> [Records for the task]:
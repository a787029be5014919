//! Error types module
//!
//! All errors are unified under the `AppError` enum which can represent
//! database, storage, validation, and other domain-specific errors.
//!
//! The `Database` variant and `From<sqlx::Error>` are gated behind the `sqlx`
//! feature. With `default-features = false`, `AppError::Database` carries a
//! plain message instead of the sqlx source error.

use std::io;

#[cfg(feature = "sqlx")]
use sqlx::Error as SqlxError;

/// Log level for error reporting
#[derive(Debug, Clone, Copy, PartialEq, Eq)]
pub enum LogLevel {
    /// Debug level - for expected errors like validation failures
    Debug,
    /// Warning level - for recoverable issues
    Warn,
    /// Error level - for unexpected failures
    Error,
}

/// Metadata for error reporting - defines how an error presents itself.
/// Used by callers that log caught failures before surfacing them.
pub trait ErrorMetadata {
    /// Machine-readable error code (e.g., "DATABASE_ERROR")
    fn error_code(&self) -> &'static str;

    /// Whether this error is recoverable (the whole call can be retried)
    fn is_recoverable(&self) -> bool;

    /// Client-facing message (may differ from internal error message)
    fn client_message(&self) -> String;

    /// Log level for this error
    fn log_level(&self) -> LogLevel;
}

#[derive(Debug, thiserror::Error)]
pub enum AppError {
    #[cfg(feature = "sqlx")]
    #[error("Database error: {0}")]
    Database(#[source] SqlxError),

    #[cfg(not(feature = "sqlx"))]
    #[error("Database error: {0}")]
    Database(String),

    #[error("Storage error: {0}")]
    Storage(String),

    #[error("Invalid input: {0}")]
    InvalidInput(String),

    #[error("Not found: {0}")]
    NotFound(String),

    #[error("File too large: {0}")]
    PayloadTooLarge(String),

    #[error("Internal error: {0}")]
    Internal(String),

    #[error("Internal error with source")]
    InternalWithSource {
        message: String,
        #[source]
        source: anyhow::Error,
    },
}

#[cfg(feature = "sqlx")]
impl From<SqlxError> for AppError {
    fn from(err: SqlxError) -> Self {
        AppError::Database(err)
    }
}

impl From<anyhow::Error> for AppError {
    fn from(err: anyhow::Error) -> Self {
        AppError::InternalWithSource {
            message: err.to_string(),
            source: err,
        }
    }
}

impl From<io::Error> for AppError {
    fn from(err: io::Error) -> Self {
        AppError::Internal(format!("IO error: {}", err))
    }
}

impl From<serde_json::Error> for AppError {
    fn from(err: serde_json::Error) -> Self {
        AppError::InvalidInput(format!("JSON parsing error: {}", err))
    }
}

impl From<uuid::Error> for AppError {
    fn from(err: uuid::Error) -> Self {
        AppError::InvalidInput(format!("UUID parsing error: {}", err))
    }
}

/// Static metadata per variant: (error_code, recoverable, log_level).
/// Reduces duplication in the ErrorMetadata impl; client_message stays
/// per-variant for dynamic content.
fn app_error_static_metadata(err: &AppError) -> (&'static str, bool, LogLevel) {
    match err {
        AppError::Database(_) => ("DATABASE_ERROR", true, LogLevel::Error),
        AppError::Storage(_) => ("STORAGE_ERROR", true, LogLevel::Error),
        AppError::InvalidInput(_) => ("INVALID_INPUT", false, LogLevel::Debug),
        AppError::NotFound(_) => ("NOT_FOUND", false, LogLevel::Debug),
        AppError::PayloadTooLarge(_) => ("PAYLOAD_TOO_LARGE", false, LogLevel::Debug),
        AppError::Internal(_) => ("INTERNAL_ERROR", true, LogLevel::Error),
        AppError::InternalWithSource { .. } => ("INTERNAL_ERROR", true, LogLevel::Error),
    }
}

impl AppError {
    /// Get detailed error information including the source chain
    pub fn detailed_message(&self) -> String {
        use std::error::Error;

        let mut details = self.to_string();

        let mut source = self.source();
        let mut depth = 0;
        while let Some(err) = source {
            depth += 1;
            if depth > 5 {
                details.push_str("\n  ... (truncated)");
                break;
            }
            details.push_str(&format!("\n  Caused by: {}", err));
            source = err.source();
        }

        details
    }
}

impl ErrorMetadata for AppError {
    fn error_code(&self) -> &'static str {
        app_error_static_metadata(self).0
    }

    fn is_recoverable(&self) -> bool {
        app_error_static_metadata(self).1
    }

    fn log_level(&self) -> LogLevel {
        app_error_static_metadata(self).2
    }

    fn client_message(&self) -> String {
        match self {
            AppError::Database(_) => "Failed to access database".to_string(),
            AppError::Storage(_) => "Failed to access storage".to_string(),
            AppError::InvalidInput(msg) => msg.clone(),
            AppError::NotFound(msg) => msg.clone(),
            AppError::PayloadTooLarge(msg) => msg.clone(),
            AppError::Internal(_) => "Internal error".to_string(),
            AppError::InternalWithSource { .. } => "Internal error".to_string(),
        }
    }
}

#[cfg(test)]
mod tests {
    use super::*;

    #[test]
    fn test_error_metadata_database() {
        #[cfg(feature = "sqlx")]
        let err = AppError::from(sqlx::Error::PoolClosed);
        #[cfg(not(feature = "sqlx"))]
        let err = AppError::Database("pool closed".to_string());
        assert_eq!(err.error_code(), "DATABASE_ERROR");
        assert!(err.is_recoverable());
        assert_eq!(err.client_message(), "Failed to access database");
        assert_eq!(err.log_level(), LogLevel::Error);
    }

    #[test]
    fn test_error_metadata_not_found() {
        let err = AppError::NotFound("Resource not found".to_string());
        assert_eq!(err.error_code(), "NOT_FOUND");
        assert!(!err.is_recoverable());
        assert_eq!(err.client_message(), "Resource not found");
        assert_eq!(err.log_level(), LogLevel::Debug);
    }

    #[test]
    fn test_error_metadata_storage() {
        let err = AppError::Storage("bucket unreachable".to_string());
        assert_eq!(err.error_code(), "STORAGE_ERROR");
        assert!(err.is_recoverable());
        assert_eq!(err.client_message(), "Failed to access storage");
        assert_eq!(err.log_level(), LogLevel::Error);
    }

    #[test]
    fn test_detailed_message_includes_source_chain() {
        let source = anyhow::anyhow!("connection refused").context("snapshot write failed");
        let err = AppError::from(source);
        let details = err.detailed_message();
        assert!(details.contains("Internal error with source"));
        assert!(details.contains("Caused by:"));
        assert!(details.contains("connection refused"));
    }
}
//! Zentro Cache Library
//!
//! A convenience mirror of the listing collection for offline-style edits.
//! Not a system of record: the database is, and nothing here reconciles
//! with it.

pub mod listings;

pub use listings::{default_listings, ListingCache};
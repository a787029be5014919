//! Property image repository: CRUD for the property_images table.

use async_trait::async_trait;
use sqlx::{PgPool, Postgres};
use uuid::Uuid;
use zentro_core::models::{NewPropertyImage, PropertyImage};
use zentro_core::AppError;

use crate::stores::PropertyImageStore;

/// Repository for the property_images table.
#[derive(Clone)]
pub struct PropertyImageRepository {
    pool: PgPool,
}

impl PropertyImageRepository {
    pub fn new(pool: PgPool) -> Self {
        Self { pool }
    }

    /// Insert a new image row and return it with its assigned id.
    #[tracing::instrument(
        skip(self, image),
        fields(db.table = "property_images", db.operation = "insert", property_id = %image.property_id)
    )]
    pub async fn create(&self, image: NewPropertyImage) -> Result<PropertyImage, AppError> {
        let row: PropertyImage = sqlx::query_as::<Postgres, PropertyImage>(
            r#"
            INSERT INTO property_images (
                property_id, storage_path, file_name, file_size,
                mime_type, alt_text, is_primary, display_order
            )
            VALUES ($1, $2, $3, $4, $5, $6, $7, $8)
            RETURNING *
            "#,
        )
        .bind(image.property_id)
        .bind(&image.storage_path)
        .bind(&image.file_name)
        .bind(image.file_size)
        .bind(&image.mime_type)
        .bind(&image.alt_text)
        .bind(image.is_primary)
        .bind(image.display_order)
        .fetch_one(&self.pool)
        .await?;
        Ok(row)
    }

    /// Fetch all images for a property, display order first, insertion
    /// order as the tie-break.
    #[tracing::instrument(
        skip(self),
        fields(db.table = "property_images", db.operation = "select", property_id = %property_id)
    )]
    pub async fn list_for_property(
        &self,
        property_id: Uuid,
    ) -> Result<Vec<PropertyImage>, AppError> {
        let rows: Vec<PropertyImage> = sqlx::query_as::<Postgres, PropertyImage>(
            "SELECT * FROM property_images WHERE property_id = $1 \
             ORDER BY display_order ASC, created_at ASC",
        )
        .bind(property_id)
        .fetch_all(&self.pool)
        .await?;
        Ok(rows)
    }

    /// Fetch one image row by id.
    #[tracing::instrument(
        skip(self),
        fields(db.table = "property_images", db.operation = "select", db.record_id = %id)
    )]
    pub async fn get_by_id(&self, id: Uuid) -> Result<Option<PropertyImage>, AppError> {
        let row: Option<PropertyImage> =
            sqlx::query_as::<Postgres, PropertyImage>("SELECT * FROM property_images WHERE id = $1")
                .bind(id)
                .fetch_optional(&self.pool)
                .await?;
        Ok(row)
    }

    /// Delete one image row by id.
    #[tracing::instrument(
        skip(self),
        fields(db.table = "property_images", db.operation = "delete", db.record_id = %id)
    )]
    pub async fn delete_by_id(&self, id: Uuid) -> Result<bool, AppError> {
        let rows_affected = sqlx::query("DELETE FROM property_images WHERE id = $1")
            .bind(id)
            .execute(&self.pool)
            .await?
            .rows_affected();
        Ok(rows_affected > 0)
    }
}

#[async_trait]
impl PropertyImageStore for PropertyImageRepository {
    async fn insert(&self, image: NewPropertyImage) -> Result<PropertyImage, AppError> {
        self.create(image).await
    }

    async fn list_for_property(&self, property_id: Uuid) -> Result<Vec<PropertyImage>, AppError> {
        PropertyImageRepository::list_for_property(self, property_id).await
    }

    async fn get_by_id(&self, id: Uuid) -> Result<Option<PropertyImage>, AppError> {
        PropertyImageRepository::get_by_id(self, id).await
    }

    async fn delete(&self, id: Uuid) -> Result<bool, AppError> {
        self.delete_by_id(id).await
    }
}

> [Exercise instructions]: The lines from the one containing "async fn list_for_property(&self, property_id: Uuid)" through the end of the data are to be copied exactly, the first and last of them included.

> [Answer space]:
    async fn list_for_property(&self, property_id: Uuid) -> Result<Vec<PropertyImage>, AppError> {
        PropertyImageRepository::list_for_property(self, property_id).await
    }

    async fn get_by_id(&self, id: Uuid) -> Result<Option<PropertyImage>, AppError> {
        PropertyImageRepository::get_by_id(self, id).await
    }

    async fn delete(&self, id: Uuid) -> Result<bool, AppError> {
        self.delete_by_id(id).await
    }
}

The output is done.